Testable Predictions
- Biomarker split – In mouse liver, intermittent rapamycin (e.g., 5 mg/kg twice weekly) will increase LC3II/Beclin‑1 and decrease p62 without raising cleaved caspase‑3 or phospho‑eIF2α, whereas continuous dosing will elevate both autophagy and apoptosis markers.
- uORF specificity – Ribosome profiling will reveal enhanced ribosome occupancy on the main ORFs of ATG5 and BECN1 after intermittent treatment, but not after continuous treatment, despite similar overall mTORC1 inhibition (p‑S6K levels).
- Lifespan decoupling – Mice receiving intermittent rapamycin will show median lifespan extension comparable to continuous dosing, yet exhibit significantly lower incidence of cataract, glucose intolerance, and thymic atrophy—phenotypes linked to chronic stress activation.
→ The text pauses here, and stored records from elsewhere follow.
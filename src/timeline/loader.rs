//! CSV loader for per-line change records.
//!
//! Expected header (order does not matter):
//! `commit,file,line,type,depth,length,author,date,time,timezone,datetime,filename`
//!
//! `time`, `timezone`, `datetime` and `filename` are optional. The authored
//! instant is `date` at midnight in `timezone`, unless `datetime` holds a
//! parseable instant, which then wins.

use std::fs::File;
use std::io::{BufReader, Read};
use std::path::Path;

use chrono::{DateTime, FixedOffset, NaiveDateTime, SubsecRound, TimeZone};
use csv::{ReaderBuilder, StringRecord, Trim};

use crate::error::{ParseError, Result};
use crate::timeline::record::LineRecord;

/// Column positions resolved from the header row.
struct Columns {
    commit: usize,
    file: usize,
    line: usize,
    category: usize,
    depth: usize,
    length: usize,
    author: usize,
    date: usize,
    time: Option<usize>,
    timezone: Option<usize>,
    datetime: Option<usize>,
    filename: Option<usize>,
}

impl Columns {
    fn resolve(headers: &StringRecord) -> std::result::Result<Self, ParseError> {
        let find = |name: &str| headers.iter().position(|h| h == name);
        let require = |name: &'static str| find(name).ok_or(ParseError::MissingColumn(name));

        Ok(Self {
            commit: require("commit")?,
            file: require("file")?,
            line: require("line")?,
            category: require("type")?,
            depth: require("depth")?,
            length: require("length")?,
            author: require("author")?,
            date: require("date")?,
            time: find("time"),
            timezone: find("timezone"),
            datetime: find("datetime"),
            filename: find("filename"),
        })
    }
}

fn cell(row: &StringRecord, index: Option<usize>) -> &str {
    index.and_then(|i| row.get(i)).unwrap_or("")
}

fn metric(raw: &str) -> Option<u32> {
    raw.parse().ok()
}

/// Parses every row of `reader` into a `LineRecord`.
pub fn load_records<R: Read>(reader: R) -> std::result::Result<Vec<LineRecord>, ParseError> {
    let mut csv = ReaderBuilder::new()
        .trim(Trim::All)
        .flexible(true)
        .from_reader(reader);
    let columns = Columns::resolve(csv.headers()?)?;

    let mut records = Vec::new();
    for (index, row) in csv.records().enumerate() {
        let row = row?;
        let row_number = index + 1;

        let date = cell(&row, Some(columns.date));
        let timezone = cell(&row, columns.timezone);
        let authored_at = parse_authored_at(date, timezone, cell(&row, columns.datetime))
            .ok_or(ParseError::InvalidTimestamp { row: row_number })?;

        let file = cell(&row, Some(columns.file)).to_string();
        let filename = match cell(&row, columns.filename) {
            "" => file.rsplit('/').next().unwrap_or(&file).to_string(),
            name => name.to_string(),
        };

        records.push(LineRecord {
            commit_id: cell(&row, Some(columns.commit)).to_string(),
            filename,
            file,
            category: cell(&row, Some(columns.category)).to_string(),
            line_number: metric(cell(&row, Some(columns.line))),
            indent_depth: metric(cell(&row, Some(columns.depth))),
            line_length: metric(cell(&row, Some(columns.length))),
            author: cell(&row, Some(columns.author)).to_string(),
            date: date.to_string(),
            time: cell(&row, columns.time).to_string(),
            timezone: timezone.to_string(),
            authored_at,
        });
    }

    tracing::debug!("Parsed {} line records", records.len());
    Ok(records)
}

/// Opens and parses a CSV file from disk.
pub fn load_file(path: &Path) -> Result<Vec<LineRecord>> {
    let file = File::open(path)?;
    Ok(load_records(BufReader::new(file))?)
}

/// Combined `datetime` wins; otherwise `date` at midnight in `timezone`.
///
/// Instants are truncated to whole milliseconds, the resolution the time
/// scales and the range control work in.
pub fn parse_authored_at(
    date: &str,
    timezone: &str,
    datetime: &str,
) -> Option<DateTime<FixedOffset>> {
    let instant = match datetime {
        "" => None,
        raw => parse_datetime(raw),
    };
    instant
        .or_else(|| parse_midnight(date, timezone))
        .map(|at| at.trunc_subsecs(3))
}

fn parse_datetime(raw: &str) -> Option<DateTime<FixedOffset>> {
    DateTime::parse_from_rfc3339(raw)
        .or_else(|_| DateTime::parse_from_str(raw, "%Y-%m-%dT%H:%M:%S%.f%z"))
        .or_else(|_| DateTime::parse_from_str(raw, "%Y-%m-%d %H:%M:%S%.f%z"))
        .ok()
        .or_else(|| {
            // No offset at all: read as UTC.
            let naive = NaiveDateTime::parse_from_str(raw, "%Y-%m-%dT%H:%M:%S%.f")
                .or_else(|_| NaiveDateTime::parse_from_str(raw, "%Y-%m-%d %H:%M:%S%.f"))
                .ok()?;
            FixedOffset::east_opt(0).map(|utc| utc.from_utc_datetime(&naive))
        })
}

fn parse_midnight(date: &str, timezone: &str) -> Option<DateTime<FixedOffset>> {
    let offset = match timezone {
        "" | "Z" | "z" => "+00:00",
        tz => tz,
    };
    DateTime::parse_from_str(&format!("{}T00:00{}", date, offset), "%Y-%m-%dT%H:%M%z").ok()
}
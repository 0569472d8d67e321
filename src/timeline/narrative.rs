//! Scroll-driven narrative checkpoints.
//!
//! Each commit gets a region stacked vertically in a scroll container. The
//! observer tracks which region sits under a trigger line at a fixed
//! fraction of the viewport and reports a checkpoint only when that changes.

use crate::models::NarrativeCheckpointView;
use crate::timeline::aggregate::Commit;
use crate::timeline::config::NarrativeConfig;

#[derive(Debug, Clone, Copy, PartialEq, Eq, clap::ValueEnum)]
pub enum NarrativeOrder {
    OldestFirst,
    NewestFirst,
}

#[derive(Debug, Clone, PartialEq)]
pub struct Checkpoint {
    pub commit_id: String,
    pub top: f64,
    pub height: f64,
    pub text: String,
}

#[derive(Debug, Clone)]
pub struct NarrativeTrack {
    checkpoints: Vec<Checkpoint>,
    threshold: f64,
    active: Option<usize>,
}

fn describe(commit: &Commit) -> String {
    let files = commit.file_count();
    format!(
        "On {}, {} made a commit touching {} line{} across {} file{}.",
        commit.authored_at.format("%A, %B %-d, %Y at %-I:%M %p"),
        commit.author,
        commit.total_lines,
        if commit.total_lines == 1 { "" } else { "s" },
        files,
        if files == 1 { "" } else { "s" },
    )
}

impl NarrativeTrack {
    pub fn build(commits: &[Commit], config: &NarrativeConfig) -> Self {
        let mut ordered: Vec<&Commit> = commits.iter().collect();
        ordered.sort_by_key(|c| c.authored_utc());
        if config.order == NarrativeOrder::NewestFirst {
            ordered.reverse();
        }

        let checkpoints = ordered
            .into_iter()
            .enumerate()
            .map(|(i, commit)| Checkpoint {
                commit_id: commit.id.clone(),
                top: i as f64 * config.checkpoint_height,
                height: config.checkpoint_height,
                text: describe(commit),
            })
            .collect();

        Self {
            checkpoints,
            threshold: config.threshold,
            active: None,
        }
    }

    /// Feeds a scroll position. Returns the newly active checkpoint when the
    /// trigger line crossed into a different region, `None` otherwise.
    pub fn observe(&mut self, scroll_top: f64, viewport_height: f64) -> Option<&Checkpoint> {
        let trigger = scroll_top + self.threshold * viewport_height;
        let current = self
            .checkpoints
            .partition_point(|c| c.top <= trigger)
            .checked_sub(1);

        if current == self.active {
            return None;
        }
        self.active = current;
        current.map(|i| &self.checkpoints[i])
    }

    /// Marks the checkpoint for `commit_id` active without firing, so a later
    /// scroll over the same region stays quiet.
    pub fn sync_to(&mut self, commit_id: &str) {
        if let Some(i) = self.checkpoints.iter().position(|c| c.commit_id == commit_id) {
            self.active = Some(i);
        }
    }

    pub fn active(&self) -> Option<&Checkpoint> {
        self.active.map(|i| &self.checkpoints[i])
    }

    pub fn views(&self) -> Vec<NarrativeCheckpointView> {
        self.checkpoints
            .iter()
            .enumerate()
            .map(|(i, c)| NarrativeCheckpointView {
                commit_id: c.commit_id.clone(),
                top: c.top,
                height: c.height,
                text: c.text.clone(),
                active: self.active == Some(i),
            })
            .collect()
    }
}
//! Data transfer objects (DTOs) for API responses.
//!
//! These structs are serialized to JSON for frontend consumption.
//! - `commit`: CommitSummary, CommitDetail, FileLineCount
//! - `dataset`: DatasetInfo, LoadDatasetRequest
//! - `view`: TimelineView and every panel it carries (marks, stats, files,
//!   categories, selection, range control, tooltip)

pub mod commit;
pub mod dataset;
pub mod view;

pub use commit::*;
pub use dataset::*;
pub use view::*;
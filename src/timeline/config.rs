//! View configuration, folded together from CLI flags.

use super::narrative::NarrativeOrder;
use super::scales::Rgb;

#[derive(Debug, Clone, Copy, PartialEq)]
pub struct Margin {
    pub top: f64,
    pub right: f64,
    pub bottom: f64,
    pub left: f64,
}

/// Inner drawing area of the scatter plot, in viewBox pixels.
#[derive(Debug, Clone, Copy, PartialEq)]
pub struct PlotArea {
    pub left: f64,
    pub right: f64,
    pub top: f64,
    pub bottom: f64,
    pub width: f64,
    pub height: f64,
}

/// Bounds and optional starting position of the range control.
#[derive(Debug, Clone, Copy, PartialEq)]
pub struct RangeConfig {
    pub min: f64,
    pub max: f64,
    pub initial: Option<f64>,
}

impl Default for RangeConfig {
    fn default() -> Self {
        Self {
            min: 0.0,
            max: 100.0,
            initial: None,
        }
    }
}

#[derive(Debug, Clone, PartialEq)]
pub struct NarrativeConfig {
    pub order: NarrativeOrder,
    pub checkpoint_height: f64,
    /// Fraction of the viewport height where checkpoints trigger.
    pub threshold: f64,
}

impl Default for NarrativeConfig {
    fn default() -> Self {
        Self {
            order: NarrativeOrder::OldestFirst,
            checkpoint_height: 120.0,
            threshold: 0.5,
        }
    }
}

#[derive(Debug, Clone, PartialEq)]
pub struct ViewConfig {
    pub width: f64,
    pub height: f64,
    pub margin: Margin,
    pub radius_range: (f64, f64),
    pub night_color: Rgb,
    pub day_color: Rgb,
    /// Hour anchored at the bottom of the y axis; earlier hours wrap by +24.
    pub day_start_hour: f64,
    pub repo_url: String,
    pub range: Option<RangeConfig>,
    pub narrative: NarrativeConfig,
}

impl Default for ViewConfig {
    fn default() -> Self {
        Self {
            width: 1000.0,
            height: 600.0,
            margin: Margin {
                top: 10.0,
                right: 10.0,
                bottom: 30.0,
                left: 40.0,
            },
            radius_range: (2.0, 30.0),
            night_color: Rgb(0x1d, 0x35, 0x57),
            day_color: Rgb(0xf4, 0xa2, 0x59),
            day_start_hour: 0.0,
            repo_url: "https://github.com/vis-society/lab-7".to_string(),
            range: Some(RangeConfig::default()),
            narrative: NarrativeConfig::default(),
        }
    }
}

impl ViewConfig {
    pub fn plot_area(&self) -> PlotArea {
        PlotArea {
            left: self.margin.left,
            right: self.width - self.margin.right,
            top: self.margin.top,
            bottom: self.height - self.margin.bottom,
            width: self.width - self.margin.left - self.margin.right,
            height: self.height - self.margin.top - self.margin.bottom,
        }
    }
}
- Rescue experiment – Pharmacological inhibition of eIF2α phosphatase (e.g., using guanabenz) during intermittent rapamycin will blunt the uORF‑driven translation boost and abolish the longevity benefit, confirming mechanistic reliance on the eIF2α‑uORF axis.
Experimental Design
- Animal cohorts (n=30 per group, male and female C57BL/6J): (1) control chow, (2) continuous rapamycin (14 mg/kg chow), (3) intermittent rapamycin (same total weekly dose given in two injections), (4) intermittent rapamycin + guanabenz (eIF2α‑P stabilizer).
- Readouts at 6, 12, and 18 months: liver and muscle lysates for LC3II, Beclin‑1, p62, cleaved caspase‑3, phospho‑eIF2α, ATF4 targets; ribosome footprint sequencing focused on uORF‑containing transcripts; frailty index and glucose tolerance tests.
- Survival monitoring until natural death, with cause‑of‑death classification.
- Statistical analysis – Kaplan‑Meier with log‑rank test for lifespan; two‑way ANOVA for biomarker time points; interaction terms to test whether guanabenz abolishes intermittent‑rapamycin effects.
If intermittent dosing yields improved healthspan without the molecular signatures of chronic stress, while continuous dosing does not, the hypothesis is supported. Conversely, if both regimens produce identical uORF translation patterns and stress markers, the hypothesis is falsified, indicating that lifespan benefits stem from a uniform stress‑mimicry mechanism rather than differential translational control.